Muchos enfermos, después de algún tiempo, asumen que el dolor es un suceso de la existencia. El lenguaje del dolor, diferente, nuevo, rico para quien sabe expresarlo, pobre para quien carece de elementos, confronta al enfermo con los cambios corporales. El cuerpo es silente cuando impera la salud, ruidoso e irregular cuando se instala la enfermedad. Quien lo vive debe reinterpretar la nueva realidad y su propia existencia con palabras desconocidas y con los gestos que le faciliten entender nuevas e innominadas vivencias. Hacerlo desde otro lugar es obligado: el dolor asesina el lenguaje; con frecuencia no bastan las palabras para nombrar las heridas.

Y sí: el dolor es un suceso de la existencia. La identidad requiere otros matices. El dolor erosiona vivencias, querencias, lugares y memorias. El dolor confronta: debe lidiarse con deseos que no se cumplirán y luchar contra la aparición de imposibilidades físicas. Ese suceso obliga al individuo a reescribir algunos fragmentos de su existencia; en ocasiones, el sufrimiento se convierte en razón de vida. En La enfermedad y sus metáforas. El sida y sus metáforas (Taurus, México, 2003) Susan Sontag, enferma de cáncer, lo expresó con maestría: “La enfermedad es el lado nocturno de la vida, una ciudadanía más cara. A todos, al nacer, nos otorgan una doble ciudadanía, la del reino de los sanos y la del reino de los enfermos. Y aunque preferimos usar el pasaporte bueno, tarde o temprano cada uno de nosotros se ve obligado a identificarse, al menos por un tiempo, como ciudadano de aquel otro lugar”.
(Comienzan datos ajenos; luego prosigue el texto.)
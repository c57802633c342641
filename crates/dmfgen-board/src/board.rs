use dmfgen_core::Point;

use crate::electrode::Electrode;
use crate::grid::Grid;
use crate::peripheral::PeripheralInstance;

/// Top-level container for a board design.
///
/// Cloning produces a deep snapshot; the usual flow clones the board just
/// before crenellation so the un-jagged geometry stays available for the
/// board-definition export.
#[derive(Debug, Clone, Default)]
pub struct BoardDesign {
    pub grids: Vec<Grid>,
    pub peripherals: Vec<PeripheralInstance>,
}

impl BoardDesign {
    #[must_use]
    pub fn new() -> Self {
        Self::default()
    }

    /// Create a grid on this board and return it for filling.
    pub fn create_grid(&mut self, origin: Point, size: (u32, u32), pitch: f64) -> &mut Grid {
        self.grids.push(Grid::new(origin, size, pitch));
        let last = self.grids.len() - 1;
        &mut self.grids[last]
    }

    /// All electrodes on the board, grids first, in insertion order.
    pub fn all_electrodes(&self) -> impl Iterator<Item = &Electrode> {
        self.grids
            .iter()
            .flat_map(|grid| grid.cells.values())
            .chain(
                self.peripherals
                    .iter()
                    .flat_map(|instance| instance.electrodes.values()),
            )
    }

    #[must_use]
    pub fn electrode_count(&self) -> usize {
        self.all_electrodes().count()
    }
}
use std::path::PathBuf;

use anyhow::{bail, Context, Result};
use clap::{Parser, Subcommand};
use dmfgen_board::{PeripheralDefinition, PeripheralElectrodeDef};
use dmfgen_core::Point;
use dmfgen_export::save_peripheral;
use dmfgen_geometry::Polygon;
use dmfgen_trace::{trace_peripheral, LabelStrategy, Primitive, SequentialLabels, TraceOptions};

#[derive(Parser)]
#[command(version, about, long_about = None)]
struct Cli {
    #[command(subcommand)]
    command: Command,
}

#[derive(Subcommand)]
enum Command {
    /// Import traced CAD geometry into a peripheral definition file.
    ///
    /// Inputs are primitive-list JSON documents as produced by the CAD
    /// parser; multiple files are combined and electrodes labeled in
    /// trace order.
    Import {
        /// Primitive-list JSON files
        #[arg(value_name = "FILES", required = true)]
        files: Vec<PathBuf>,

        /// Unique type name of the peripheral
        #[arg(long)]
        kind: String,

        /// Peripheral class
        #[arg(long, default_value = "reservoir")]
        class: String,

        /// Comma-separated labels for the traced polygons, in trace
        /// order; defaults to A, B, C, …
        #[arg(long)]
        labels: Option<String>,

        /// Output path
        #[arg(short, long, value_name = "FILE")]
        out: PathBuf,

        /// Overwrite an existing output file
        #[arg(short, long)]
        force: bool,
    },
}

fn main() -> Result<()> {
    tracing_subscriber::fmt()
        .with_env_filter(tracing_subscriber::EnvFilter::from_default_env())
        .init();

    let cli = Cli::parse();
    match cli.command {
        Command::Import {
            files,
            kind,
            class,
            labels,
            out,
            force,
        } => import(files, kind, class, labels, out, force),
    }
}

fn import(
    files: Vec<PathBuf>,
    kind: String,
    class: String,
    labels: Option<String>,
    out: PathBuf,
    force: bool,
) -> Result<()> {
    let mut primitives: Vec<Primitive> = Vec::new();
    for file in &files {
        let json = std::fs::read_to_string(file)
            .with_context(|| format!("Failed to read input file: {file:?}"))?;
        let batch: Vec<Primitive> = serde_json::from_str(&json)
            .with_context(|| format!("Failed to parse primitive list from {file:?}"))?;
        primitives.extend(batch);
    }

    let mut strategy = scripted_labels(labels);
    let labeled = trace_peripheral(&primitives, &TraceOptions::default(), strategy.as_mut())
        .context("Failed to trace polygons from the input geometry")?;
    if labeled.is_empty() {
        bail!("no labeled polygons to write");
    }

    let definition = PeripheralDefinition {
        class,
        kind,
        origin: Point::default(),
        electrodes: labeled
            .into_iter()
            .map(|(label, polygon)| {
                let anchor = polygon.centroid();
                PeripheralElectrodeDef {
                    label,
                    polygon,
                    anchor,
                }
            })
            .collect(),
    };

    if out.exists() && !force {
        bail!("{out:?} already exists (pass --force to overwrite)");
    }
    save_peripheral(&out, &definition)
        .with_context(|| format!("Failed to write peripheral file {out:?}"))?;
    println!("Wrote {} electrodes to {}", definition.len(), out.display());
    Ok(())
}

fn scripted_labels(labels: Option<String>) -> Box<dyn LabelStrategy> {
    match labels {
        Some(raw) => {
            let list: Vec<Option<String>> = raw
                .split(',')
                .map(|s| {
                    let s = s.trim();
                    (!s.is_empty()).then(|| s.to_string())
                })
                .collect();
            Box::new(move |polygons: &[Polygon]| {
                let mut assigned = list.clone();
                assigned.resize(polygons.len(), None);
                assigned
            })
        }
        None => Box::new(SequentialLabels),
    }
}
La patología, como suceso de la existencia, cuestiona;  escribir, ayuda. Los enfermos se convierten en “otro dentro de uno mismo” y miran la vida por medio del prisma del dolor. De esa mirada nueva, de ese caleidoscopio, surgen muchos caminos, algunos devienen curación, otros suicidio, otros aceptación, no pocos literatura. El “otro dentro de uno mismo” observa de otra forma, palpa distinto, escucha por medio de otros tonos. Ese nuevo pasaporte le facilita al enfermo interactuar con los elementos de su nueva situación. Esa “identidad modificada” permite escribir acerca de, las pequeñas certezas de la suerte de vivir y obliga a mirarse, en ocasiones, gracias a palabras: “la oscuridad, aunque musita, nunca tiene voz”.
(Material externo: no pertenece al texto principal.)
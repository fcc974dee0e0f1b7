//! Error definitions shared across library modules.
//! Each type models a specific failure scenario (configuration gate, frame
//! construction, data unit construction, relay I/O).
//!
//! Classification rejections, sequence gaps and slot backpressure are not
//! errors: the state machine reports them through events, flags and `bool`
//! returns so a passive bridge never stalls on malformed traffic.
use thiserror_no_std::Error;

#[derive(Error, Debug, Clone, Copy, PartialEq, Eq)]
#[cfg_attr(feature = "defmt", derive(defmt::Format))]
/// Transport parameters refused by the configuration gate.
pub enum ConfigError {
    /// TX_DL must cover at least a classic 8-byte CAN frame.
    #[error("TX_DL too small: {tx_dl} (minimum 8)")]
    TxDlTooSmall { tx_dl: u8 },
}

#[derive(Error, Debug, Clone, Copy, PartialEq, Eq)]
#[cfg_attr(feature = "defmt", derive(defmt::Format))]
/// Errors raised while building or converting a CAN frame.
pub enum FrameError {
    /// Payload does not fit into a classic CAN frame.
    #[error("Frame payload too long: {len} bytes (maximum 8)")]
    PayloadTooLong { len: usize },
    /// Identifier exceeds the 11-bit or 29-bit range requested.
    #[error("CAN identifier out of range: {id:#x}")]
    InvalidId { id: u32 },
    /// The target driver refused to build the frame.
    #[error("Frame rejected by CAN driver")]
    Rejected,
}

#[derive(Error, Debug, Clone, Copy, PartialEq, Eq)]
#[cfg_attr(feature = "defmt", derive(defmt::Format))]
/// Errors raised while building an N_PDU by hand (override path).
pub enum PduError {
    /// Single frames carry 1 to 7 bytes.
    #[error("Invalid SF_DL: {len}")]
    InvalidSingleFrameLength { len: usize },
    /// FF_DL is a 12-bit length and must be greater than zero.
    #[error("Invalid FF_DL: {ff_dl}")]
    InvalidFirstFrameLength { ff_dl: u16 },
    /// First frames carry exactly six bytes on classic CAN.
    #[error("First frame segment must hold 6 bytes, got {len}")]
    InvalidFirstSegment { len: usize },
    /// Consecutive frames carry 1 to 7 bytes.
    #[error("Invalid consecutive frame length: {len}")]
    InvalidConsecutiveLength { len: usize },
    /// Payload exceeds what the current PCI type can transport.
    #[error("Payload too long for PCI type: {len}")]
    PayloadTooLong { len: usize },
}

//==================================================================================BRIDGE_ERROR
#[derive(Debug, Error)]
/// Errors terminating the relay runner.
pub enum BridgeError<E: core::fmt::Debug> {
    /// The ISO-TP instance refused the configuration.
    #[error("Invalid ISO-TP configuration: {0}")]
    Config(#[from] ConfigError),
    /// Unable to receive frames from the source bus.
    #[error("CAN bus receive error: {0:?}")]
    Receive(E),
    /// The destination bus refused the frame.
    #[error("CAN bus send error: {0:?}")]
    Send(E),
}
//! Bus endpoint seen by the relay runner. One implementation per side of the
//! bridge: frames are read from the source bus and written to the destination.
use crate::protocol::transport::can_frame::CanFrame;
use futures_util::Future;

/// Asynchronous classic CAN endpoint.
///
/// The runner only hands transmittable frames (1 to 8 bytes) to `send`; a
/// driver may still reject them through `Error`, which ends the relay loop.
pub trait CanBus {
    type Error: core::fmt::Debug;
    /// Queue `frame` for transmission.
    fn send(&mut self, frame: CanFrame) -> impl Future<Output = Result<(), Self::Error>> + '_;
    /// Wait for the next received frame. Remote frames arrive with `len == 0`.
    fn recv(&mut self) -> impl Future<Output = Result<CanFrame, Self::Error>> + '_;
}
//! `korri-isotp` library: ISO-TP (ISO 15765-2) segmentation primitives for a
//! `no_std` environment. The crate exposes the single-frame decoder/encoder
//! pair, the reassembly state carried between frames, a poll-driven state
//! machine, and an async relay runner for bus-to-bus filtering.
#![no_std]
//==================================================================================
/// Fixed-capacity payload buffer shared by the decoder, encoder and data units.
pub mod core;
/// Configuration, frame construction, data unit and relay errors.
pub mod error;
/// ISO-TP protocol implementation: CAN transport, PCI codec, state machine
/// and relay runner.
pub mod protocol;
//==================================================================================
//! Fixed-size payload storage used across the decode/encode path.
//!
//! Every ISO-TP data unit carried by a classic CAN frame fits into
//! [`MAX_CAN_DL`] bytes, so the buffer never grows and never touches the heap.

/// Maximum CAN data length handled by the crate (classic CAN 2.0 frame).
pub const MAX_CAN_DL: usize = 8;

/// Payload bytes of one N_PDU together with the number of valid bytes.
#[derive(Debug, Clone, Copy, PartialEq, Eq)]
#[cfg_attr(feature = "defmt", derive(defmt::Format))]
pub struct NData {
    len: u8,
    data: [u8; MAX_CAN_DL],
}

impl Default for NData {
    fn default() -> Self {
        Self::new()
    }
}

impl NData {
    /// Create an empty buffer.
    pub const fn new() -> Self {
        Self {
            len: 0,
            data: [0; MAX_CAN_DL],
        }
    }

    /// Build a buffer from a slice, keeping at most [`MAX_CAN_DL`] bytes.
    pub fn from_slice(slice: &[u8]) -> Self {
        let mut n_data = Self::new();
        n_data.copy_from_slice(slice);
        n_data
    }

    /// Number of valid bytes stored.
    #[inline]
    pub fn len(&self) -> usize {
        self.len as usize
    }

    /// Checks whether the buffer is empty.
    #[inline]
    pub fn is_empty(&self) -> bool {
        self.len == 0
    }

    /// Reset the buffer and wipe previous content.
    #[inline]
    pub fn clear(&mut self) {
        self.len = 0;
        self.data = [0; MAX_CAN_DL];
    }

    /// Copy bytes into the buffer and update `len`; extra bytes are dropped.
    #[inline]
    pub fn copy_from_slice(&mut self, slice: &[u8]) {
        let clamped = slice.len().min(MAX_CAN_DL);
        self.data = [0; MAX_CAN_DL];
        self.data[..clamped].copy_from_slice(&slice[..clamped]);
        self.len = clamped as u8;
    }

    /// Immutable view over the populated bytes.
    #[inline]
    pub fn as_slice(&self) -> &[u8] {
        &self.data[..self.len()]
    }

    /// Mutable view over the populated bytes.
    #[inline]
    pub fn as_mut_slice(&mut self) -> &mut [u8] {
        let len = self.len();
        &mut self.data[..len]
    }

    /// Whole backing array, including bytes past `len` (always zero).
    #[inline]
    pub fn raw(&self) -> &[u8; MAX_CAN_DL] {
        &self.data
    }
}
Todos guardamos algunas Notas sobre otras notas. Las que hablan sobre el dolor y el sufrimiento son magníficas. Gracias a ellas uno intuye, nunca sabe, las razones por las cuales siempre nos persigue nuestra propia sombra.

 

Arnoldo Kraus
Médico. Profesor en la Facultad de Medicina, UNAM. Es autor de Dolor de uno, dolor de todos (Debate) y de Recordar a los difuntos (Sexto Piso), entre otros libros.

 

4 comentarios en “Dolor y sufrimiento
Notas sobre otras notas

  1. Dr. Kraus, ¿cuál es su opinión respecto de la frase “el dolor es inevitable, el sufrimiento es una decisión”?

    • Pedro:
      Gran pregunta, pregunta que yo mismo me hago. El dolor proviene de alteraciones físicas, de daños corporales, de alteraciones en terminaciones nerviosas, óseas, etcétera. Es decir, el dolor tiene bases anatómicas, fisiológicas, neuroendócrinas. El sufrimiento se vincula con alteraciones anímicas, con mermas en el alma, con los contenidos del alma: amor, amistad, odio, decepción, religión. Quien sufre percibe su situación como una perdida que duele, que altera; para mí, el sustrato del sufrimiento radica en el alma.
      Quizás le interese leer dos libros míos, -pido perdón por auto referirme-: “Dolor de uno, dolor de todos” (Ed. Debate); “Decir adiós, decirse adiós” (Ed. Mondadori).
      Gracias por su buena pregunta,
      Arnoldo

  2. Estupendo artículo, muy interesante pues son rasgos que nos habitan en algún momento , Víctor Frankl lo integraba a la Tríada trágica

    • Gracias Bertha:
      De acuerdo con tu observación, siempre es buena idea, cuando se habla de dolor y sufrimiento, regresar a Frankl. La otra observación, la presencia constante de dolor y sufrimiento invitan a pensar en el tema cuando se es sano. Y si, la Tríada propuesta por Frankl enseña mucho.